INFORMATION GIVEN START

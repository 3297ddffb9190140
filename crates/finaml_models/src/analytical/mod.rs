//! Closed-form option pricing.
//!
//! - Standard normal CDF and PDF
//! - Black-Scholes for European calls and puts, with limit formulas for
//!   zero maturity, zero volatility and zero price levels
//!
//! Options are never priced by the valuation engine; this module is the only
//! source of option prices.

pub mod black_scholes;
pub mod distributions;
pub mod error;

pub use black_scholes::{
    black_scholes_price, price_with_diagnostics, BlackScholes, OptionValuation, PricingRegime,
};
pub use distributions::{norm_cdf, norm_pdf};
pub use error::AnalyticalError;
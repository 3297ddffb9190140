//! Black-Scholes pricing model for European options.
//!
//! ## Mathematical Formulas
//!
//! **Call Price**: C = S·N(d₁) - K·e^(-rT)·N(d₂)
//! **Put Price**: P = K·e^(-rT)·N(-d₂) - S·N(-d₁)
//!
//! Where:
//! - d₁ = (ln(S/K) + (r + σ²/2)T) / (σ√T)
//! - d₂ = d₁ - σ√T
//!
//! ## Degenerate inputs
//!
//! The closed form is undefined when `σ√T = 0` or when `ln(S/K)` is not
//! finite. Those inputs are routed to limit formulas and reported through
//! [`PricingRegime::Degenerate`]:
//!
//! | Input           | Call                    | Put                     |
//! |-----------------|-------------------------|-------------------------|
//! | `T <= 0`        | `max(S - K, 0)`         | `max(K - S, 0)`         |
//! | `S = 0`, `K = 0`| `max(S - K·e^(-rT), 0)` | `max(K·e^(-rT) - S, 0)` |
//! | `σ = 0`         | `max(S - K·e^(-rT), 0)` | `max(K·e^(-rT) - S, 0)` |

use finaml_core::types::{DegenerateInput, ValuationError};
use num_traits::Float;
use tracing::debug;

use super::distributions::{lit, norm_cdf};
use super::error::AnalyticalError;
use crate::instruments::{EquityOption, OptionKind};

/// Which formula produced a price.
#[derive(Debug, Clone, Copy, PartialEq, Eq, Hash)]
pub enum PricingRegime {
    /// Closed-form Black-Scholes.
    Analytic,
    /// Limit formula for a degenerate input.
    Degenerate(DegenerateInput),
}

impl PricingRegime {
    /// Returns true when a limit formula was used.
    #[inline]
    pub fn is_degenerate(&self) -> bool {
        matches!(self, PricingRegime::Degenerate(_))
    }
}

/// Option price together with the regime that produced it.
#[derive(Debug, Clone, Copy, PartialEq)]
pub struct OptionValuation {
    /// Option price.
    pub price: f64,
    /// Regime used.
    pub regime: PricingRegime,
}

/// Black-Scholes model for European option pricing.
///
/// # Type Parameters
/// * `T` - Floating-point type implementing `Float` (e.g., `f64`, `f32`)
///
/// # Examples
/// ```
/// use finaml_models::analytical::BlackScholes;
///
/// let bs = BlackScholes::new(100.0_f64, 0.05, 0.2).unwrap();
/// let call_price = bs.price_call(100.0, 1.0);
/// let put_price = bs.price_put(100.0, 1.0);
///
/// // Put-call parity: C - P = S - K*exp(-rT)
/// let parity = call_price - put_price - (100.0 - 100.0 * (-0.05_f64).exp());
/// assert!(parity.abs() < 1e-10);
/// ```
#[derive(Debug, Clone)]
pub struct BlackScholes<T: Float> {
    spot: T,
    rate: T,
    volatility: T,
}

impl<T: Float> BlackScholes<T> {
    /// Creates a new Black-Scholes model.
    ///
    /// # Arguments
    /// * `spot` - Current spot price (finite, non-negative)
    /// * `rate` - Risk-free interest rate, annualised (finite, non-negative)
    /// * `volatility` - Volatility (finite, non-negative)
    ///
    /// # Errors
    /// - `AnalyticalError::InvalidSpot`
    /// - `AnalyticalError::InvalidRate`
    /// - `AnalyticalError::InvalidVolatility`
    ///
    /// # Examples
    /// ```
    /// use finaml_models::analytical::BlackScholes;
    ///
    /// assert!(BlackScholes::new(100.0_f64, 0.05, 0.0).is_ok());
    /// assert!(BlackScholes::new(-100.0_f64, 0.05, 0.2).is_err());
    /// assert!(BlackScholes::new(100.0_f64, f64::NAN, 0.2).is_err());
    /// ```
    pub fn new(spot: T, rate: T, volatility: T) -> Result<Self, AnalyticalError> {
        let zero = T::zero();

        if !spot.is_finite() || spot < zero {
            return Err(AnalyticalError::InvalidSpot {
                spot: spot.to_f64().unwrap_or(f64::NAN),
            });
        }
        if !rate.is_finite() || rate < zero {
            return Err(AnalyticalError::InvalidRate {
                rate: rate.to_f64().unwrap_or(f64::NAN),
            });
        }
        if !volatility.is_finite() || volatility < zero {
            return Err(AnalyticalError::InvalidVolatility {
                volatility: volatility.to_f64().unwrap_or(f64::NAN),
            });
        }

        Ok(Self {
            spot,
            rate,
            volatility,
        })
    }

    /// Returns the spot price.
    #[inline]
    pub fn spot(&self) -> T {
        self.spot
    }

    /// Returns the risk-free rate.
    #[inline]
    pub fn rate(&self) -> T {
        self.rate
    }

    /// Returns the volatility.
    #[inline]
    pub fn volatility(&self) -> T {
        self.volatility
    }

    /// Classifies the inputs. Checks run in the order maturity, price level,
    /// volatility; the first match wins.
    pub fn regime(&self, strike: T, expiry: T) -> PricingRegime {
        let zero = T::zero();
        if expiry <= zero {
            PricingRegime::Degenerate(DegenerateInput::ZeroMaturity)
        } else if self.spot == zero || strike == zero {
            PricingRegime::Degenerate(DegenerateInput::ZeroPriceLevel)
        } else if self.volatility == zero {
            PricingRegime::Degenerate(DegenerateInput::ZeroVolatility)
        } else {
            PricingRegime::Analytic
        }
    }

    /// d₁ = (ln(S/K) + (r + σ²/2)T) / (σ√T)
    ///
    /// Only meaningful in the [`PricingRegime::Analytic`] regime; otherwise
    /// the result may be infinite or NaN.
    #[inline]
    pub fn d1(&self, strike: T, expiry: T) -> T {
        let half = lit::<T>(0.5);
        let log_moneyness = (self.spot / strike).ln();
        let drift = (self.rate + half * self.volatility * self.volatility) * expiry;
        (log_moneyness + drift) / (self.volatility * expiry.sqrt())
    }

    /// d₂ = d₁ - σ√T
    #[inline]
    pub fn d2(&self, strike: T, expiry: T) -> T {
        self.d1(strike, expiry) - self.volatility * expiry.sqrt()
    }

    /// Computes the European call price.
    ///
    /// # Examples
    /// ```
    /// use finaml_models::analytical::BlackScholes;
    ///
    /// let bs = BlackScholes::new(150.0_f64, 0.03, 0.2).unwrap();
    /// assert!((bs.price_call(160.0, 1.0) - 9.7029).abs() < 1e-3);
    /// ```
    #[inline]
    pub fn price_call(&self, strike: T, expiry: T) -> T {
        self.price(OptionKind::Call, strike, expiry)
    }

    /// Computes the European put price.
    #[inline]
    pub fn price_put(&self, strike: T, expiry: T) -> T {
        self.price(OptionKind::Put, strike, expiry)
    }

    /// Computes the European price for either side.
    pub fn price(&self, kind: OptionKind, strike: T, expiry: T) -> T {
        self.price_in_regime(kind, strike, expiry, self.regime(strike, expiry))
    }

    fn price_in_regime(&self, kind: OptionKind, strike: T, expiry: T, regime: PricingRegime) -> T {
        let zero = T::zero();
        match regime {
            PricingRegime::Degenerate(DegenerateInput::ZeroMaturity) => match kind {
                OptionKind::Call => (self.spot - strike).max(zero),
                OptionKind::Put => (strike - self.spot).max(zero),
            },
            PricingRegime::Degenerate(_) => {
                let forward_strike = strike * (-self.rate * expiry).exp();
                match kind {
                    OptionKind::Call => (self.spot - forward_strike).max(zero),
                    OptionKind::Put => (forward_strike - self.spot).max(zero),
                }
            }
            PricingRegime::Analytic => {
                let d1 = self.d1(strike, expiry);
                let d2 = self.d2(strike, expiry);
                let discount = (-self.rate * expiry).exp();
                match kind {
                    OptionKind::Call => {
                        self.spot * norm_cdf(d1) - strike * discount * norm_cdf(d2)
                    }
                    OptionKind::Put => {
                        strike * discount * norm_cdf(-d2) - self.spot * norm_cdf(-d1)
                    }
                }
            }
        }
    }
}

fn validated_inputs(
    option: &EquityOption,
    spot: f64,
    risk_free_rate: f64,
    time_to_maturity: f64,
) -> Result<BlackScholes<f64>, AnalyticalError> {
    let strike = option.strike();
    if !strike.is_finite() || strike < 0.0 {
        return Err(AnalyticalError::InvalidStrike { strike });
    }
    if !time_to_maturity.is_finite() {
        return Err(AnalyticalError::InvalidMaturity {
            expiry: time_to_maturity,
        });
    }
    BlackScholes::new(spot, risk_free_rate, option.volatility())
}

/// Prices an option and reports which regime produced the price.
///
/// # Errors
/// `ValuationError::InvalidParameter` for a non-finite or negative spot,
/// strike, volatility or rate, or a non-finite time to maturity.
///
/// # Examples
/// ```
/// use finaml_models::analytical::{price_with_diagnostics, PricingRegime};
/// use finaml_models::instruments::{EquityOption, OptionKind};
/// use finaml_core::types::DegenerateInput;
///
/// let put = EquityOption::new(OptionKind::Put, "AAPL", 160.0, "2023-12-31", 0.2).unwrap();
/// let valuation = price_with_diagnostics(&put, 150.0, 0.03, 0.0).unwrap();
/// assert_eq!(valuation.price, 10.0);
/// assert_eq!(
///     valuation.regime,
///     PricingRegime::Degenerate(DegenerateInput::ZeroMaturity)
/// );
/// ```
pub fn price_with_diagnostics(
    option: &EquityOption,
    spot: f64,
    risk_free_rate: f64,
    time_to_maturity: f64,
) -> Result<OptionValuation, ValuationError> {
    let model = validated_inputs(option, spot, risk_free_rate, time_to_maturity)?;
    let strike = option.strike();
    let regime = model.regime(strike, time_to_maturity);

    if let PricingRegime::Degenerate(input) = regime {
        debug!(
            degenerate = input.code(),
            underlying = option.underlying(),
            spot,
            strike,
            time_to_maturity,
            "black-scholes routed to limit formula"
        );
    }

    let price = model.price_in_regime(option.kind(), strike, time_to_maturity, regime);
    Ok(OptionValuation { price, regime })
}

/// Black-Scholes price of a European option.
///
/// # Errors
/// See [`price_with_diagnostics`].
///
/// # Examples
/// ```
/// use finaml_models::analytical::black_scholes_price;
/// use finaml_models::instruments::{EquityOption, OptionKind};
///
/// let call = EquityOption::new(OptionKind::Call, "AAPL", 160.0, "2023-12-31", 0.2).unwrap();
/// let price = black_scholes_price(&call, 150.0, 0.03, 1.0).unwrap();
/// assert!((price - 9.7029).abs() < 1e-3);
/// ```
pub fn black_scholes_price(
    option: &EquityOption,
    spot: f64,
    risk_free_rate: f64,
    time_to_maturity: f64,
) -> Result<f64, ValuationError> {
    price_with_diagnostics(option, spot, risk_free_rate, time_to_maturity).map(|v| v.price)
}
//! Seeded pseudo-random number generator for Monte Carlo simulations.

use rand::rngs::StdRng;
use rand::{Rng, SeedableRng};
use rand_distr::{Distribution, StandardNormal};

/// Weyl increment used to spread stream indices across the seed space.
const GOLDEN_GAMMA: u64 = 0x9E37_79B9_7F4A_7C15;

/// SplitMix64 finaliser.
#[inline]
fn splitmix64(mut z: u64) -> u64 {
    z = (z ^ (z >> 30)).wrapping_mul(0xBF58_476D_1CE4_E5B9);
    z = (z ^ (z >> 27)).wrapping_mul(0x94D0_49BB_1331_11EB);
    z ^ (z >> 31)
}

/// Seed of stream `stream` under the top-level `seed`.
///
/// Distinct streams get well-separated seeds, and the mapping depends only on
/// `(seed, stream)`, never on thread scheduling.
///
/// # Examples
///
/// ```rust
/// use finaml_risk::rng::derive_stream_seed;
///
/// assert_eq!(derive_stream_seed(42, 3), derive_stream_seed(42, 3));
/// assert_ne!(derive_stream_seed(42, 3), derive_stream_seed(42, 4));
/// ```
#[inline]
pub fn derive_stream_seed(seed: u64, stream: u64) -> u64 {
    splitmix64(splitmix64(seed).wrapping_add(stream.wrapping_add(1).wrapping_mul(GOLDEN_GAMMA)))
}

/// Monte Carlo simulation random number generator.
///
/// The simulator's trial loop owns one of these; there is no process-wide
/// random state.
///
/// # Examples
///
/// ```rust
/// use finaml_risk::rng::SimulationRng;
///
/// let mut rng = SimulationRng::from_seed(42);
/// let u = rng.gen_uniform();
/// assert!((0.0..1.0).contains(&u));
///
/// let mut buffer = vec![0.0; 16];
/// rng.fill_normal(&mut buffer);
/// ```
#[derive(Debug, Clone)]
pub struct SimulationRng {
    inner: StdRng,
    seed: u64,
}

impl SimulationRng {
    /// Creates a generator from a 64-bit seed.
    ///
    /// # Examples
    ///
    /// ```rust
    /// use finaml_risk::rng::SimulationRng;
    ///
    /// let mut a = SimulationRng::from_seed(12345);
    /// let mut b = SimulationRng::from_seed(12345);
    /// assert_eq!(a.gen_normal(), b.gen_normal());
    /// ```
    #[inline]
    pub fn from_seed(seed: u64) -> Self {
        Self {
            inner: StdRng::seed_from_u64(seed),
            seed,
        }
    }

    /// Creates the generator for an independent stream of `seed`.
    #[inline]
    pub fn stream(seed: u64, stream: u64) -> Self {
        Self::from_seed(derive_stream_seed(seed, stream))
    }

    /// Returns the seed used for initialisation.
    #[inline]
    pub fn seed(&self) -> u64 {
        self.seed
    }

    /// Uniform variate in [0, 1).
    #[inline]
    pub fn gen_uniform(&mut self) -> f64 {
        self.inner.gen()
    }

    /// Standard normal variate.
    #[inline]
    pub fn gen_normal(&mut self) -> f64 {
        StandardNormal.sample(&mut self.inner)
    }

    /// Fills the buffer with standard normal variates.
    #[inline]
    pub fn fill_normal(&mut self, buffer: &mut [f64]) {
        for value in buffer.iter_mut() {
            *value = StandardNormal.sample(&mut self.inner);
        }
    }

    /// Draws one sample from an arbitrary distribution.
    #[inline]
    pub fn sample<D: Distribution<f64>>(&mut self, distribution: &D) -> f64 {
        distribution.sample(&mut self.inner)
    }
}
//! Discounted cash flows.
//!
//! Cash flow `i` is discounted by `(1 + r)^i`; the first flow is undiscounted.
//! Sums are accumulated strictly in index order so results are reproducible
//! bit for bit.

/// Net present value of `cash_flows` at `discount_rate`.
///
/// # Examples
/// ```
/// use finaml_models::valuation::npv;
///
/// let value = npv(&[100.0, 100.0, 100.0], 0.1);
/// assert!((value - 273.5537).abs() < 1e-4);
/// ```
pub fn npv(cash_flows: &[f64], discount_rate: f64) -> f64 {
    let growth = 1.0 + discount_rate;
    let mut factor = 1.0;
    let mut total = 0.0;
    for (i, cash_flow) in cash_flows.iter().enumerate() {
        if i > 0 {
            factor *= growth;
        }
        total += cash_flow / factor;
    }
    total
}

/// NPV at each rate, returned as `(rate, npv)` pairs in input order.
///
/// # Examples
/// ```
/// use finaml_models::valuation::sensitivity_analysis;
///
/// let sweep = sensitivity_analysis(&[-100.0, 60.0, 60.0], &[0.0, 0.1]);
/// assert_eq!(sweep.len(), 2);
/// assert_eq!(sweep[0], (0.0, 20.0));
/// ```
pub fn sensitivity_analysis(cash_flows: &[f64], rates: &[f64]) -> Vec<(f64, f64)> {
    rates
        .iter()
        .map(|&rate| (rate, npv(cash_flows, rate)))
        .collect()
}

/// Owned, ordered sequence of periodic cash flows.
#[derive(Debug, Clone, Default, PartialEq)]
pub struct CashFlowSeries(Vec<f64>);

impl CashFlowSeries {
    /// Wraps a sequence of cash flows.
    pub fn new(cash_flows: Vec<f64>) -> Self {
        Self(cash_flows)
    }

    /// Cash flows in period order.
    #[inline]
    pub fn as_slice(&self) -> &[f64] {
        &self.0
    }

    /// Number of periods.
    #[inline]
    pub fn len(&self) -> usize {
        self.0.len()
    }

    /// True when there are no cash flows.
    #[inline]
    pub fn is_empty(&self) -> bool {
        self.0.is_empty()
    }

    /// See [`npv`].
    #[inline]
    pub fn npv(&self, discount_rate: f64) -> f64 {
        npv(&self.0, discount_rate)
    }

    /// See [`sensitivity_analysis`].
    #[inline]
    pub fn sensitivity(&self, rates: &[f64]) -> Vec<(f64, f64)> {
        sensitivity_analysis(&self.0, rates)
    }
}

impl From<Vec<f64>> for CashFlowSeries {
    fn from(cash_flows: Vec<f64>) -> Self {
        Self(cash_flows)
    }
}

impl FromIterator<f64> for CashFlowSeries {
    fn from_iter<I: IntoIterator<Item = f64>>(iter: I) -> Self {
        Self(iter.into_iter().collect())
    }
}
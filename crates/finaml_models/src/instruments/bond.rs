//! Fixed-coupon bonds.
//!
//! Valued with a single-period discount at the coupon rate, and compounded at
//! the coupon rate for future value. Multi-period coupon streams are not
//! modelled.

use std::fmt;

use finaml_core::traits::Valuable;

use super::error::InstrumentError;

/// Fixed-coupon bond.
///
/// # Examples
/// ```
/// use finaml_models::instruments::Bond;
/// use finaml_core::traits::Valuable;
///
/// let bond = Bond::new("XYZ", 1000.0, 0.05).unwrap();
/// assert!((bond.present_value() - 952.380952).abs() < 1e-6);
/// ```
#[derive(Debug, Clone, PartialEq)]
pub struct Bond {
    ticker: String,
    face_value: f64,
    coupon_rate: f64,
}

impl Bond {
    /// Creates a bond.
    ///
    /// # Errors
    /// - `InstrumentError::NegativeFaceValue` if `face_value` is negative or not finite
    /// - `InstrumentError::InvalidCouponRate` if `coupon_rate` is not finite or `<= -1`
    pub fn new(
        ticker: impl Into<String>,
        face_value: f64,
        coupon_rate: f64,
    ) -> Result<Self, InstrumentError> {
        if !face_value.is_finite() || face_value < 0.0 {
            return Err(InstrumentError::NegativeFaceValue { face_value });
        }
        // c = -1 would put a zero in the discount denominator
        if !coupon_rate.is_finite() || coupon_rate <= -1.0 {
            return Err(InstrumentError::InvalidCouponRate { coupon_rate });
        }
        Ok(Self {
            ticker: ticker.into(),
            face_value,
            coupon_rate,
        })
    }

    /// Returns the ticker symbol.
    #[inline]
    pub fn ticker(&self) -> &str {
        &self.ticker
    }

    /// Returns the face value.
    #[inline]
    pub fn face_value(&self) -> f64 {
        self.face_value
    }

    /// Returns the coupon rate.
    #[inline]
    pub fn coupon_rate(&self) -> f64 {
        self.coupon_rate
    }
}

impl Valuable for Bond {
    #[inline]
    fn present_value(&self) -> f64 {
        self.face_value / (1.0 + self.coupon_rate)
    }

    /// Compounds at the coupon rate; `growth_rate` does not apply to bonds.
    #[inline]
    fn future_value(&self, periods: f64, _growth_rate: f64) -> f64 {
        self.face_value * (1.0 + self.coupon_rate).powf(periods)
    }
}

impl fmt::Display for Bond {
    fn fmt(&self, f: &mut fmt::Formatter<'_>) -> fmt::Result {
        write!(
            f,
            "Bond(ticker={}, face_value={}, coupon_rate={})",
            self.ticker, self.face_value, self.coupon_rate
        )
    }
}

INFORMATION GIVEN END

• _WHAT YOU ARE ASKED TO DO_:
Restate word for word the entries above, starting at the line with "filename crates/finaml_models/src/instruments/bond.rs" and ending at the line with "fn future_value(&self, periods: f64, _growth_rate: f64)", inclusive, and no others.

• _EXERCISE RESULT_:
filename crates/finaml_models/src/instruments/bond.rs
//! Fixed-coupon bonds.
//!
//! Valued with a single-period discount at the coupon rate, and compounded at
//! the coupon rate for future value. Multi-period coupon streams are not
//! modelled.

use std::fmt;

use finaml_core::traits::Valuable;

use super::error::InstrumentError;

/// Fixed-coupon bond.
///
/// # Examples
/// ```
/// use finaml_models::instruments::Bond;
/// use finaml_core::traits::Valuable;
///
/// let bond = Bond::new("XYZ", 1000.0, 0.05).unwrap();
/// assert!((bond.present_value() - 952.380952).abs() < 1e-6);
/// ```
#[derive(Debug, Clone, PartialEq)]
pub struct Bond {
    ticker: String,
    face_value: f64,
    coupon_rate: f64,
}

impl Bond {
    /// Creates a bond.
    ///
    /// # Errors
    /// - `InstrumentError::NegativeFaceValue` if `face_value` is negative or not finite
    /// - `InstrumentError::InvalidCouponRate` if `coupon_rate` is not finite or `<= -1`
    pub fn new(
        ticker: impl Into<String>,
        face_value: f64,
        coupon_rate: f64,
    ) -> Result<Self, InstrumentError> {
        if !face_value.is_finite() || face_value < 0.0 {
            return Err(InstrumentError::NegativeFaceValue { face_value });
        }
        // c = -1 would put a zero in the discount denominator
        if !coupon_rate.is_finite() || coupon_rate <= -1.0 {
            return Err(InstrumentError::InvalidCouponRate { coupon_rate });
        }
        Ok(Self {
            ticker: ticker.into(),
            face_value,
            coupon_rate,
        })
    }

    /// Returns the ticker symbol.
    #[inline]
    pub fn ticker(&self) -> &str {
        &self.ticker
    }

    /// Returns the face value.
    #[inline]
    pub fn face_value(&self) -> f64 {
        self.face_value
    }

    /// Returns the coupon rate.
    #[inline]
    pub fn coupon_rate(&self) -> f64 {
        self.coupon_rate
    }
}

impl Valuable for Bond {
    #[inline]
    fn present_value(&self) -> f64 {
        self.face_value / (1.0 + self.coupon_rate)
    }

    /// Compounds at the coupon rate; `growth_rate` does not apply to bonds.
    #[inline]
    fn future_value(&self, periods: f64, _growth_rate: f64) -> f64 {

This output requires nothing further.